## What to work on
Each line below should be repeated exactly as it stands.

*** Records to use ***

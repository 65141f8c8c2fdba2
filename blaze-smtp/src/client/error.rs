use std::io;

use thiserror::Error;

/// Errors raised by the outbound SMTP client.
#[derive(Error, Debug)]
pub enum ClientError {
    #[error("IO error: {0}")]
    Io(#[from] io::Error),

    /// The server sent something that isn't an SMTP reply.
    #[error("Failed to parse SMTP response: {0}")]
    ParseError(String),

    /// The server answered a command with a 4xx or 5xx code.
    #[error("{command} rejected: {code} {message}")]
    Rejected {
        command: &'static str,
        code: u16,
        message: String,
    },

    #[error("TLS error: {0}")]
    TlsError(String),

    #[error("Connection closed unexpectedly")]
    ConnectionClosed,

    #[error("UTF-8 error: {0}")]
    Utf8Error(#[from] std::str::Utf8Error),
}

pub type Result<T> = std::result::Result<T, ClientError>;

*** End of Records to use ***

## Reply to the exercise
repository 65141f8c8c2fdba2
filename blaze-smtp/src/client/error.rs
use std::io;

use thiserror::Error;

/// Errors raised by the outbound SMTP client.
#[derive(Error, Debug)]
pub enum ClientError {
    #[error("IO error: {0}")]
    Io(#[from] io::Error),

    /// The server sent something that isn't an SMTP reply.
    #[error("Failed to parse SMTP response: {0}")]
    ParseError(String),

    /// The server answered a command with a 4xx or 5xx code.
    #[error("{command} rejected: {code} {message}")]
    Rejected {
        command: &'static str,
        code: u16,
        message: String,
    },

    #[error("TLS error: {0}")]
    TlsError(String),

    #[error("Connection closed unexpectedly")]
    ConnectionClosed,

    #[error("UTF-8 error: {0}")]
    Utf8Error(#[from] std::str::Utf8Error),
}

pub type Result<T> = std::result::Result<T, ClientError>;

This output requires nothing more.